**What to do**
Report each line of the entries that includes "Duration" by copying it.
── Records supplied
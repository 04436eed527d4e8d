mod progression;
mod schema;
mod stats;
mod tasks;

use std::path::PathBuf;
use std::sync::{Arc, Mutex, MutexGuard};

use anyhow::Result;
use chrono::{DateTime, Duration, NaiveDate, Utc};
use rusqlite::{Connection, OptionalExtension, Row};
use thiserror::Error;
use uuid::Uuid;

use crate::auth;
use crate::models::*;

/// Rejections that should reach the caller rather than being masked as
/// internal errors. Carried inside `anyhow::Error` and recovered with
/// `downcast_ref` at the HTTP boundary.
#[derive(Debug, Error, PartialEq, Eq)]
pub enum DbError {
    #[error("{0}")]
    Conflict(String),

    #[error("{0}")]
    Invalid(String),
}

pub struct Database {
    conn: Arc<Mutex<Connection>>,
}

impl Database {
    pub fn open(path: PathBuf) -> Result<Self> {
        let parent = path
            .parent()
            .ok_or_else(|| anyhow::anyhow!("Database path has no parent directory"))?;
        std::fs::create_dir_all(parent)?;
        let conn = Connection::open(&path)?;
        // Other processes may hold the write lock; wait for it instead of failing
        conn.busy_timeout(std::time::Duration::from_secs(5))?;
        conn.pragma_update(None, "journal_mode", "WAL")?;
        conn.pragma_update(None, "foreign_keys", "ON")?;
        Ok(Self {
            conn: Arc::new(Mutex::new(conn)),
        })
    }

    pub fn open_default() -> Result<Self> {
        let dirs = directories::ProjectDirs::from("", "", "dailyquest")
            .ok_or_else(|| anyhow::anyhow!("Could not determine data directory"))?;
        let db_path = dirs.data_dir().join("dailyquest.db");
        Self::open(db_path)
    }

    pub fn open_memory() -> Result<Self> {
        let conn = Connection::open_in_memory()?;
        conn.pragma_update(None, "foreign_keys", "ON")?;
        Ok(Self {
            conn: Arc::new(Mutex::new(conn)),
        })
    }

    pub fn migrate(&self) -> Result<()> {
        let conn = self.lock();
        schema::run_migrations(&conn)
    }

    fn lock(&self) -> MutexGuard<'_, Connection> {
        self.conn.lock().expect("database lock poisoned")
    }

    // ============================================================
    // User operations
    // ============================================================

    pub fn create_user(&self, input: RegisterInput) -> Result<User> {
        let username = input.username.trim().to_string();
        let email = input.email.trim().to_lowercase();
        if username.is_empty() || !email.contains('@') {
            return Err(DbError::Invalid("A username and a valid email are required".into()).into());
        }
        if input.password.len() < 6 {
            return Err(DbError::Invalid("Password must be at least 6 characters".into()).into());
        }

        let password_hash = auth::hash_password(&input.password)?;

        let conn = self.lock();
        let id = Uuid::new_v4();
        let now = Utc::now();

        conn.execute(
            "INSERT INTO users (id, username, email, password_hash, created_at)
             VALUES (?, ?, ?, ?, ?)",
            (
                id.to_string(),
                &username,
                &email,
                &password_hash,
                now.to_rfc3339(),
            ),
        )
        .map_err(|e| {
            if is_unique_violation(&e) {
                anyhow::Error::new(DbError::Conflict("Username or email already registered".into()))
            } else {
                e.into()
            }
        })?;

        Ok(User {
            id,
            username,
            email,
            avatar_url: None,
            theme: "light".to_string(),
            xp: 0,
            level: 1,
            current_streak: 0,
            longest_streak: 0,
            last_habit_completed_on: None,
            created_at: now,
        })
    }

    pub fn get_user(&self, id: Uuid) -> Result<Option<User>> {
        let conn = self.lock();
        get_user(&conn, id)
    }

    /// The user matching `login` (username or email) if `password` is correct.
    pub fn authenticate(&self, login: &str, password: &str) -> Result<Option<User>> {
        let login = login.trim();
        let found = self
            .lock()
            .query_row(
                &format!(
                    "SELECT {}, password_hash FROM users WHERE username = ?1 OR email = lower(?1)",
                    USER_COLUMNS
                ),
                [login],
                |row| Ok((user_from_row(row)?, row.get::<_, String>(11)?)),
            )
            .optional()?;

        Ok(found.and_then(|(user, digest)| {
            auth::verify_password(password, &digest).then_some(user)
        }))
    }

    pub fn update_profile(&self, id: Uuid, input: UpdateProfileInput) -> Result<Option<User>> {
        let conn = self.lock();
        let Some(existing) = get_user(&conn, id)? else {
            return Ok(None);
        };

        let avatar_url = input.avatar_url.or(existing.avatar_url.clone());
        let theme = input.theme.unwrap_or_else(|| existing.theme.clone());

        conn.execute(
            "UPDATE users SET avatar_url = ?, theme = ? WHERE id = ?",
            (&avatar_url, &theme, id.to_string()),
        )?;

        Ok(Some(User {
            avatar_url,
            theme,
            ..existing
        }))
    }

    // ============================================================
    // Token operations
    // ============================================================

    pub fn issue_token(&self, user_id: Uuid, ttl: Duration) -> Result<AccessToken> {
        let conn = self.lock();
        let token = auth::generate_token();
        let now = Utc::now();
        let expires_at = now
            .checked_add_signed(ttl)
            .ok_or_else(|| anyhow::anyhow!("Token lifetime out of range: {}", ttl))?;

        // Opportunistic cleanup keeps the table from growing without bound
        conn.execute(
            "DELETE FROM auth_tokens WHERE expires_at <= ?",
            [now.to_rfc3339()],
        )?;
        conn.execute(
            "INSERT INTO auth_tokens (token_hash, user_id, created_at, expires_at) VALUES (?, ?, ?, ?)",
            (
                auth::token_digest(&token),
                user_id.to_string(),
                now.to_rfc3339(),
                expires_at.to_rfc3339(),
            ),
        )?;

        Ok(AccessToken {
            access_token: token,
            token_type: "bearer".to_string(),
            expires_at,
        })
    }

    /// The user a bearer token belongs to, if the token exists and is unexpired at `now`.
    pub fn user_for_token(&self, token: &str, now: DateTime<Utc>) -> Result<Option<Uuid>> {
        let conn = self.lock();
        let found = conn
            .query_row(
                "SELECT user_id, expires_at FROM auth_tokens WHERE token_hash = ?",
                [auth::token_digest(token)],
                |row| Ok((row.get::<_, String>(0)?, row.get::<_, String>(1)?)),
            )
            .optional()?;

        Ok(found.and_then(|(user_id, expires_at)| {
            (parse_datetime(expires_at) > now).then(|| parse_uuid(user_id))
        }))
    }

    pub fn revoke_token(&self, token: &str) -> Result<bool> {
        let conn = self.lock();
        let rows = conn.execute(
            "DELETE FROM auth_tokens WHERE token_hash = ?",
            [auth::token_digest(token)],
        )?;
        Ok(rows > 0)
    }
}

impl Clone for Database {
    fn clone(&self) -> Self {
        Self {
            conn: self.conn.clone(),
        }
    }
}

const USER_COLUMNS: &str = "id, username, email, avatar_url, theme, xp, level, current_streak, \
                            longest_streak, last_habit_completed_on, created_at";

fn user_from_row(row: &Row) -> rusqlite::Result<User> {
    Ok(User {
        id: parse_uuid(row.get::<_, String>(0)?),
        username: row.get(1)?,
        email: row.get(2)?,
        avatar_url: row.get(3)?,
        theme: row.get(4)?,
        xp: row.get::<_, i64>(5)?.max(0) as u64,
        level: row.get(6)?,
        current_streak: row.get(7)?,
        longest_streak: row.get(8)?,
        last_habit_completed_on: row.get::<_, Option<String>>(9)?.and_then(parse_date),
        created_at: parse_datetime(row.get::<_, String>(10)?),
    })
}

fn get_user(conn: &Connection, id: Uuid) -> Result<Option<User>> {
    let user = conn
        .query_row(
            &format!("SELECT {} FROM users WHERE id = ?", USER_COLUMNS),
            [id.to_string()],
            user_from_row,
        )
        .optional()?;
    Ok(user)
}

fn is_unique_violation(e: &rusqlite::Error) -> bool {
    matches!(
        e,
        rusqlite::Error::SqliteFailure(err, _)
            if err.extended_code == rusqlite::ffi::SQLITE_CONSTRAINT_UNIQUE
                || err.extended_code == rusqlite::ffi::SQLITE_CONSTRAINT_PRIMARYKEY
    )
}

fn parse_uuid(s: String) -> Uuid {
    Uuid::parse_str(&s).unwrap_or_else(|_| Uuid::nil())
}

fn parse_datetime(s: String) -> DateTime<Utc> {
    DateTime::parse_from_rfc3339(&s)
        .map(|dt| dt.with_timezone(&Utc))
        .unwrap_or_else(|_| Utc::now())
}

fn parse_date(s: String) -> Option<NaiveDate> {
    NaiveDate::parse_from_str(&s, "%Y-%m-%d").ok()
}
────
**Exercise answer**
use chrono::{DateTime, Duration, NaiveDate, Utc};
        conn.busy_timeout(std::time::Duration::from_secs(5))?;
    pub fn issue_token(&self, user_id: Uuid, ttl: Duration) -> Result<AccessToken> {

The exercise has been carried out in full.